The Life of Barry E. Gale - Andrew Arthy

 


As much as I am a fan of the physical book, I do begrudgingly accept there is a place, and a definite need, for digital editions. Most of the titles featured on Aircrew Book Review are now available in some digital format, making them accessible almost immediately from anywhere with a half decent internet connection. It was still a bit of a surprise, however, when I was asked to review a pilot’s biography produced by specialist publisher Air War Publications. How to tackle what is essentially appears as a long, well-researched magazine feature supplied as a PDF? The same way as everything else: fairly and honestly. What I found would put most magazine articles and shorter books to shame.

Barry Gale was an Australian Spitfire pilot, albeit born in England, who joined No 111 Squadron in mid-1942. He stayed with this unit until July 1943, initially flying on offensive operations across the Channel before the squadron moved to Algeria in late 1942 to support the Torch landings.
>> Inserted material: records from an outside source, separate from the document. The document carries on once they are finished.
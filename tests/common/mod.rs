// Fixtures and assertions shared by the mock-server and live suites.
#![allow(dead_code)]

use anyhow::{Context, Result, ensure};
use metaweather_harness::utils::format_forecast_date;
use metaweather_harness::{ApiResponse, ForecastRecord, LocationRecord};
use reqwest::StatusCode;

pub const NOTTINGHAM_WOEID: u64 = 30720;
pub const SANTA_CRUZ_LATTLONG: &str = "36.96,-122.02";
pub const INVALID_DATE: &str = "2021/12/32";

pub fn nottingham() -> LocationRecord {
    LocationRecord::city("Nottingham", NOTTINGHAM_WOEID, "52.949219,-1.143920")
}

pub fn san_francisco() -> LocationRecord {
    LocationRecord::city("San Francisco", 2_487_956, "37.777119, -122.41964")
}

pub fn london() -> LocationRecord {
    LocationRecord::city("London", 44418, "51.506321,-0.12714")
}

/// The ten cities the service returns around `36.96,-122.02`, nearest first.
pub fn santa_cruz_neighbours() -> Vec<LocationRecord> {
    vec![
        LocationRecord::city_at(1836, "Santa Cruz", 2_488_853, "36.974018,-122.030952"),
        LocationRecord::city_at(43722, "San Jose", 2_488_042, "37.338581,-121.885567"),
        LocationRecord::city_at(49177, "Mountain View", 2_455_920, "37.39999,-122.079552"),
        LocationRecord::city_at(96531, "Oakland", 2_463_583, "37.80508,-122.273071"),
        LocationRecord::city_at(97420, "San Francisco", 2_487_956, "37.777119, -122.41964"),
        LocationRecord::city_at(185_820, "Sacramento", 2_486_340, "38.579060,-121.491013"),
        LocationRecord::city_at(200_162, "Fresno", 2_407_517, "36.740681,-119.785728"),
        LocationRecord::city_at(287_032, "Lake Tahoe", 23_511_744, "39.021400,-120.044823"),
        LocationRecord::city_at(322_803, "Bakersfield", 2_358_492, "35.351189,-119.024063"),
        LocationRecord::city_at(469_934, "Los Angeles", 2_442_047, "34.053490,-118.245323"),
    ]
}

/// Checks a forecast response for `date`: 200, non-empty, first entry on
/// that date with the numeric fields present.
pub fn assert_forecast_for(response: &ApiResponse, date: &str) -> Result<ForecastRecord> {
    ensure!(
        response.status == StatusCode::OK,
        "forecast status was {}",
        response.status
    );

    let forecasts: Vec<ForecastRecord> = response.json().context("forecast body")?;
    let first = forecasts.into_iter().next().context("forecast list was empty")?;
    ensure!(
        format_forecast_date(first.applicable_date) == date,
        "applicable_date {} does not match {}",
        first.applicable_date,
        date
    );
    ensure!(first.min_temp.is_finite() && first.max_temp.is_finite());
    ensure!(first.wind_speed.is_finite() && first.humidity.is_finite());

    Ok(first)
}

/// Raw JSON the way the service sends a Nottingham name search.
pub const NOTTINGHAM_SEARCH_BODY: &str =
    r#"[{"title":"Nottingham","location_type":"City","woeid":30720,"latt_long":"52.949219,-1.143920"}]"#;

/// Raw JSON for a search on "san"; San Francisco comes first.
pub const SAN_SEARCH_BODY: &str = r#"[
{"title":"San Francisco","location_type":"City","woeid":2487956,"latt_long":"37.777119, -122.41964"},
{"title":"San Diego","location_type":"City","woeid":2487889,"latt_long":"32.715691,-117.161720"},
{"title":"San Jose","location_type":"City","woeid":2488042,"latt_long":"37.338581,-121.885567"}
]"#;

/// Raw JSON for a search on "london".
pub const LONDON_SEARCH_BODY: &str =
    r#"[{"title":"London","location_type":"City","woeid":44418,"latt_long":"51.506321,-0.12714"}]"#;

/// Raw JSON for the proximity search around Santa Cruz.
pub const SANTA_CRUZ_PROXIMITY_BODY: &str = r#"[
{"distance":1836,"title":"Santa Cruz","location_type":"City","woeid":2488853,"latt_long":"36.974018,-122.030952"},
{"distance":43722,"title":"San Jose","location_type":"City","woeid":2488042,"latt_long":"37.338581,-121.885567"},
{"distance":49177,"title":"Mountain View","location_type":"City","woeid":2455920,"latt_long":"37.39999,-122.079552"},
{"distance":96531,"title":"Oakland","location_type":"City","woeid":2463583,"latt_long":"37.80508,-122.273071"},
{"distance":97420,"title":"San Francisco","location_type":"City","woeid":2487956,"latt_long":"37.777119, -122.41964"},
{"distance":185820,"title":"Sacramento","location_type":"City","woeid":2486340,"latt_long":"38.579060,-121.491013"},
{"distance":200162,"title":"Fresno","location_type":"City","woeid":2407517,"latt_long":"36.740681,-119.785728"},
{"distance":287032,"title":"Lake Tahoe","location_type":"City","woeid":23511744,"latt_long":"39.021400,-120.044823"},
{"distance":322803,"title":"Bakersfield","location_type":"City","woeid":2358492,"latt_long":"35.351189,-119.024063"},
{"distance":469934,"title":"Los Angeles","location_type":"City","woeid":2442047,"latt_long":"34.053490,-118.245323"}
]"#;

/// A forecast body whose first entry falls on `date` (`YYYY/MM/DD`).
pub fn forecast_body(date: &str) -> String {
    let iso = date.replace('/', "-");
    format!(
        r#"[{{"id":5064523418222592,"weather_state_name":"Light Rain","weather_state_abbr":"lr",
"wind_direction_compass":"SW","created":"{iso}T06:32:02.123456Z","applicable_date":"{iso}",
"min_temp":4.125,"max_temp":9.02,"the_temp":8.3,"wind_speed":11.2,"wind_direction":224.5,
"air_pressure":1004.0,"humidity":87,"visibility":9.4,"predictability":75}},
{{"id":5064523418222593,"applicable_date":"{iso}","min_temp":3.9,"max_temp":8.8,
"wind_speed":10.7,"humidity":85}}]"#
    )
}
Gale had already had some success flying the Spitfire Mk.V against the far superior Fw 190 and this would continue in Africa, although the Spitfires were now weighted down by Vokes chin filters. Conditions on the airfields were very basic and the men were subjected to regular raids by the Luftwaffe. It was an unpleasant existence, but the best was made of things and the squadron kept busy with interceptions and regular successes against their generally better-equipped enemy counterparts. Gale became a flight commander in March 1943, an indication of his experience and leadership qualities, and was awarded the DFC at the end of his tour.

The requisite rest spell followed, as an instructor at the RAF Fighter Leader School, before Gale was posted to No 165 Squadron. Now flying the Spitfire Mk.IXb, Barry and his colleagues were very much on the offensive in the second half of 1944 and converted to Mustang IIIs in January 1945. Barry was already acting as the CO of the unit and was promoted to squadron leader during this period, making him one of the few Australians to fly the Mustang in RAF service, perhaps one of the most senior too. He remained with the unit post-war but was eventually back in Australia by March 1946. He became a respected civil engineer and passed away in July 2011.
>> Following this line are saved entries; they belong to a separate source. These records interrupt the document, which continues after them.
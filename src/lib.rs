//! Emulator for the LS-8, an 8-bit stored-program machine with 256 bytes
//! of memory, 8 general-purpose registers, and a descending call stack.
//!
//! Programs are images of binary-digit lines (see [`program`]) loaded into
//! memory at address 0 and executed by the [`machine::Machine`] until a
//! halt instruction or a fault.

pub mod machine;
pub mod opcode;
pub mod program;
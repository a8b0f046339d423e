use std::fs;
use std::io;
use std::path::PathBuf;
use std::process::ExitCode;

use clap::Parser;

use emulator::machine::Machine;
use emulator::program::Program;

/// LS-8 emulator
#[derive(Parser)]
struct Args {
  /// Program image of binary-digit lines, loaded at address 0
  image: PathBuf,
}

fn main() -> ExitCode {
  let args = Args::parse();

  let source = match fs::read_to_string(&args.image) {
    Ok(source) => source,
    Err(err) => {
      eprintln!("{}: {err}", args.image.display());
      return ExitCode::from(2);
    }
  };

  let program = match Program::parse(&source) {
    Ok(program) => program,
    Err(err) => {
      eprintln!("{}: {err}", args.image.display());
      return ExitCode::FAILURE;
    }
  };

  let mut machine = Machine::new();
  if let Err(err) = machine.load(program.bytes()) {
    eprintln!("{}: {err}", args.image.display());
    return ExitCode::FAILURE;
  }

  let stdout = io::stdout();
  if let Err(err) = machine.run(&mut stdout.lock()) {
    eprintln!("error: {err}");
    return ExitCode::FAILURE;
  }

  ExitCode::SUCCESS
}
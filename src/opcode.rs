/// The LS-8 instruction set.
///
/// Discriminants are the encoded opcode bytes. The encoding itself carries
/// the instruction shape:
///
/// - bits 7-6: number of operand bytes following the opcode
/// - bit 5: instruction is handled by the ALU
/// - bit 4: instruction sets the program counter itself
/// - bits 3-0: instruction identifier
#[repr(u8)]
#[derive(Debug, Clone, Copy, PartialEq, Eq)]
pub enum Opcode {
  /// Loads an immediate value into a register.
  ///
  /// | Operation      | Semantics/RTL | Assembly     |
  /// |----------------|---------------|--------------|
  /// | Load Immediate | `r[a] ← b`    | `LDI ra, $b` |
  LoadImmediate = 0b10000010,

  /// Writes a register's value, in decimal, to the machine's output sink.
  ///
  /// | Operation      | Semantics/RTL   | Assembly |
  /// |----------------|-----------------|----------|
  /// | Print Register | `print(r[a])`   | `PRN ra` |
  PrintRegister = 0b01000111,

  /// Stops execution; the machine cannot be resumed afterwards.
  ///
  /// | Operation | Semantics/RTL      | Assembly |
  /// |-----------|--------------------|----------|
  /// | Halt      | `(stop execution)` | `HLT`    |
  Halt = 0b00000001,

  /// Adds two registers, wrapping modulo 256.
  ///
  /// | Operation | Semantics/RTL        | Assembly      |
  /// |-----------|----------------------|---------------|
  /// | Add       | `r[a] ← r[a] + r[b]` | `ADD ra, rb`  |
  Add = 0b10100000,

  /// Multiplies two registers, wrapping modulo 256.
  ///
  /// | Operation | Semantics/RTL        | Assembly      |
  /// |-----------|----------------------|---------------|
  /// | Multiply  | `r[a] ← r[a] * r[b]` | `MUL ra, rb`  |
  Multiply = 0b10100010,

  /// Compares two registers and records the ordering in the flag.
  ///
  /// | Operation | Semantics/RTL            | Assembly      |
  /// |-----------|--------------------------|---------------|
  /// | Compare   | `flag ← r[a] <=> r[b]`   | `CMP ra, rb`  |
  Compare = 0b10100111,

  /// Pushes a register onto the stack.
  ///
  /// | Operation | Semantics/RTL               | Assembly   |
  /// |-----------|-----------------------------|------------|
  /// | Push      | `sp ← sp - 1; m[sp] ← r[a]` | `PUSH ra`  |
  Push = 0b01000101,

  /// Pops the top of the stack into a register.
  ///
  /// | Operation | Semantics/RTL               | Assembly   |
  /// |-----------|-----------------------------|------------|
  /// | Pop       | `r[a] ← m[sp]; sp ← sp + 1` | `POP ra`   |
  Pop = 0b01000110,

  /// Calls the subroutine whose address is held in a register.
  ///
  /// | Operation | Semantics/RTL                  | Assembly   |
  /// |-----------|--------------------------------|------------|
  /// | Call      | `push(pc + 2); pc ← r[a]`      | `CALL ra`  |
  Call = 0b01010000,

  /// Returns to the address on top of the stack.
  ///
  /// | Operation | Semantics/RTL | Assembly |
  /// |-----------|---------------|----------|
  /// | Return    | `pc ← pop()`  | `RET`    |
  Return = 0b00010001,

  /// Jumps to the address held in a register.
  ///
  /// | Operation | Semantics/RTL | Assembly  |
  /// |-----------|---------------|-----------|
  /// | Jump      | `pc ← r[a]`   | `JMP ra`  |
  Jump = 0b01010100,

  /// Jumps if the last comparison found its operands equal.
  ///
  /// | Operation     | Semantics/RTL                      | Assembly  |
  /// |---------------|------------------------------------|-----------|
  /// | Jump If Equal | `if flag == Equal : pc ← r[a]`     | `JEQ ra`  |
  JumpIfEqual = 0b01010101,

  /// Jumps unless the last comparison found its operands equal. Taken when
  /// no comparison has run yet.
  ///
  /// | Operation         | Semantics/RTL                  | Assembly  |
  /// |-------------------|--------------------------------|-----------|
  /// | Jump If Not Equal | `if flag != Equal : pc ← r[a]` | `JNE ra`  |
  JumpIfNotEqual = 0b01010110,
}

impl Opcode {
  /// The assembly mnemonic, used in traces and error messages.
  pub const fn mnemonic(self) -> &'static str {
    match self {
      Self::LoadImmediate => "LDI",
      Self::PrintRegister => "PRN",
      Self::Halt => "HLT",
      Self::Add => "ADD",
      Self::Multiply => "MUL",
      Self::Compare => "CMP",
      Self::Push => "PUSH",
      Self::Pop => "POP",
      Self::Call => "CALL",
      Self::Return => "RET",
      Self::Jump => "JMP",
      Self::JumpIfEqual => "JEQ",
      Self::JumpIfNotEqual => "JNE",
    }
  }

  /// Number of operand bytes following the opcode, from bits 7-6.
  pub const fn operands(self) -> u8 {
    (self as u8) >> 6
  }

  /// Total encoded length of the instruction in bytes.
  pub const fn len(self) -> u8 {
    1 + self.operands()
  }

  /// Whether the instruction is executed by the ALU, from bit 5.
  pub const fn is_alu(self) -> bool {
    (self as u8) & 0b00100000 != 0
  }

  /// Whether the instruction sets the program counter itself, from bit 4.
  /// The dispatch loop only advances the PC past instructions that do not.
  pub const fn sets_pc(self) -> bool {
    (self as u8) & 0b00010000 != 0
  }
}

/// A byte that does not encode any instruction. The machine wraps this
/// with the faulting address.
#[derive(Debug, Clone, Copy, PartialEq, Eq)]
pub struct UnknownOpcode(pub u8);

impl TryFrom<u8> for Opcode {
  type Error = UnknownOpcode;

  fn try_from(byte: u8) -> Result<Self, Self::Error> {
    match byte {
      0b10000010 => Ok(Self::LoadImmediate),
      0b01000111 => Ok(Self::PrintRegister),
      0b00000001 => Ok(Self::Halt),
      0b10100000 => Ok(Self::Add),
      0b10100010 => Ok(Self::Multiply),
      0b10100111 => Ok(Self::Compare),
      0b01000101 => Ok(Self::Push),
      0b01000110 => Ok(Self::Pop),
      0b01010000 => Ok(Self::Call),
      0b00010001 => Ok(Self::Return),
      0b01010100 => Ok(Self::Jump),
      0b01010101 => Ok(Self::JumpIfEqual),
      0b01010110 => Ok(Self::JumpIfNotEqual),
      _ => Err(UnknownOpcode(byte)),
    }
  }
}

#[cfg(test)]
mod tests {
  use super::*;

  #[test]
  fn decode_known_opcodes() {
    assert_eq!(Opcode::try_from(0b10000010).unwrap(), Opcode::LoadImmediate);
    assert_eq!(Opcode::try_from(0b01000111).unwrap(), Opcode::PrintRegister);
    assert_eq!(Opcode::try_from(0b00000001).unwrap(), Opcode::Halt);
    assert_eq!(Opcode::try_from(0b00010001).unwrap(), Opcode::Return);
  }

  #[test]
  fn decode_unknown_opcode() {
    assert_eq!(Opcode::try_from(0xFF), Err(UnknownOpcode(0xFF)));
    // 0x01 is HLT, but a flipped shape bit is not an instruction
    assert_eq!(Opcode::try_from(0b11000001), Err(UnknownOpcode(0b11000001)));
  }

  #[test]
  fn operand_counts_match_encoding() {
    assert_eq!(Opcode::LoadImmediate.operands(), 2);
    assert_eq!(Opcode::Multiply.operands(), 2);
    assert_eq!(Opcode::PrintRegister.operands(), 1);
    assert_eq!(Opcode::Call.operands(), 1);
    assert_eq!(Opcode::Halt.operands(), 0);
    assert_eq!(Opcode::Return.operands(), 0);
  }

  #[test]
  fn lengths_include_opcode_byte() {
    assert_eq!(Opcode::LoadImmediate.len(), 3);
    assert_eq!(Opcode::PrintRegister.len(), 2);
    assert_eq!(Opcode::Halt.len(), 1);
  }

  #[test]
  fn alu_class() {
    assert!(Opcode::Add.is_alu());
    assert!(Opcode::Multiply.is_alu());
    assert!(Opcode::Compare.is_alu());
    assert!(!Opcode::LoadImmediate.is_alu());
    assert!(!Opcode::Jump.is_alu());
  }

  #[test]
  fn pc_setting_class() {
    assert!(Opcode::Call.sets_pc());
    assert!(Opcode::Return.sets_pc());
    assert!(Opcode::Jump.sets_pc());
    assert!(Opcode::JumpIfEqual.sets_pc());
    assert!(Opcode::JumpIfNotEqual.sets_pc());
    assert!(!Opcode::LoadImmediate.sets_pc());
    assert!(!Opcode::Push.sets_pc());
    assert!(!Opcode::Halt.sets_pc());
  }
}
While I printed off my copy of The Life of Barry E. Gale (because I stare at a screen enough as it is!), the eArticle is designed to be viewed and read on a screen with all the advantages that offers (scalability, clarity, colour etc). While not restricted by space, although perhaps working to a predetermined in-house length and layout, the author (Western Australian Andrew Arthy) keeps the focus firmly on Gale yet manages to capture some of his contemporaries in passing. The fine control of the narrative indicates an author across his subject, at ease with it and definitely not flying his first solo. Considering the subject didn’t leave behind a diary or bundle of letters, there is a lot here; the references listed, consuming almost a page and a half of the eighteen-page document, put a lot of books to shame. 

This is not a long read, of course, and might barely consume thirty minutes. That said, taking your time with it, absorbing the supporting tables and the excellent map, will easily chew up an enjoyable hour. The useful glossary and ‘life at a glance’ sit on the inside front cover and, with the map on the following page, provide the ideal snapshot of Gale’s war.
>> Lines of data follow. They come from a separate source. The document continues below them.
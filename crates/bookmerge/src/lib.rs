//! Bookmark export parsing and merging.
//!
//! Takes any number of browser bookmark exports (Netscape bookmark HTML),
//! extracts their links, deduplicates URLs across all of them, groups the
//! survivors by link label, and renders a single merged export in the same
//! format.
//!
//! - [`extract`]: tolerant anchor extraction from export HTML.
//! - [`store`]: the session-wide dedup/group accumulator.
//! - [`netscape`]: rendering back into the interchange format.
//! - [`session`]: merge-run lifecycle and the file intake boundary.

pub mod extract;
pub mod netscape;
pub mod session;
pub mod store;

pub use extract::{extract_links, LinkEntry};
pub use netscape::DEFAULT_EXPORT_NAME;
pub use session::{FileReport, IntakeError, MergeSession};
pub use store::{IngestOutcome, MergeStore};
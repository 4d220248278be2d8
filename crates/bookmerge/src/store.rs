//! Deduplicating merge store.
//!
//! Accumulates links from any number of ingested files. A URL is kept the
//! first time it is seen, session-wide; every later occurrence, from any
//! file, is dropped. Surviving links are grouped by their label text in
//! insertion order.

use crate::extract::LinkEntry;
use indexmap::IndexMap;
use std::collections::HashSet;
use tracing::debug;

/// Counts reported by a single [`MergeStore::ingest`] call.
#[derive(Debug, Clone, Copy, Default, PartialEq, Eq)]
pub struct IngestOutcome {
    /// Entries newly recorded by this call.
    pub accepted: usize,
    /// Entries dropped because their URL was already present.
    pub duplicates: usize,
}

/// Session-wide accumulator of deduplicated, grouped links.
///
/// The seen-URL set and the grouped mapping are updated together, entry by
/// entry: a URL is in the set exactly when it is in some group's list.
/// Both grow for the life of the store and are dropped with it.
#[derive(Debug, Default)]
pub struct MergeStore {
    seen: HashSet<String>,
    groups: IndexMap<String, Vec<String>>,
}

impl MergeStore {
    /// Create an empty store.
    pub fn new() -> Self {
        Self::default()
    }

    /// Fold a sequence of entries into the store, in order.
    ///
    /// A URL already present anywhere in the store is skipped silently;
    /// URL comparison is exact string equality, with no normalization.
    /// Otherwise the URL is appended to its label's group, creating the
    /// group on first use. The grouping key is the label text alone, so
    /// distinct URLs sharing a label land in the same group, and an empty
    /// label is a valid key.
    pub fn ingest(&mut self, entries: impl IntoIterator<Item = LinkEntry>) -> IngestOutcome {
        let mut outcome = IngestOutcome::default();

        for entry in entries {
            if self.seen.contains(&entry.url) {
                debug!(url = %entry.url, "dropping duplicate");
                outcome.duplicates += 1;
                continue;
            }
            self.seen.insert(entry.url.clone());
            self.groups.entry(entry.label).or_default().push(entry.url);
            outcome.accepted += 1;
        }

        outcome
    }

    /// Number of distinct label groups.
    pub fn group_count(&self) -> usize {
        self.groups.len()
    }

    /// Total number of links held across all groups.
    pub fn link_count(&self) -> usize {
        self.seen.len()
    }

    /// True if nothing has been ingested (or everything was a duplicate).
    pub fn is_empty(&self) -> bool {
        self.groups.is_empty()
    }

    /// Iterate groups in insertion order; URLs within a group are in
    /// first-ingested order.
    pub fn groups(&self) -> impl Iterator<Item = (&str, &[String])> {
        self.groups.iter().map(|(label, urls)| (label.as_str(), urls.as_slice()))
    }
}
The important thing about this work is it tells the story of a pilot who, at best, probably just gets a mention when featured elsewhere in photos or operational reports. A more than capable fighter leader, Gale falls into the ‘one of the many’ category, the thousands of remarkable aircrew who got the job done. We can only hope the author has the chance to apply this treatment to other Australian airmen. Who knows, perhaps a book of collected stories might eventuate. In the meantime, consider this and other titles from Air War Publications and you’ll discover a small publisher doing big things, and a Western Australian aviation historian ranking among fellow West Aussies like Cyril Ayris and Charles Page.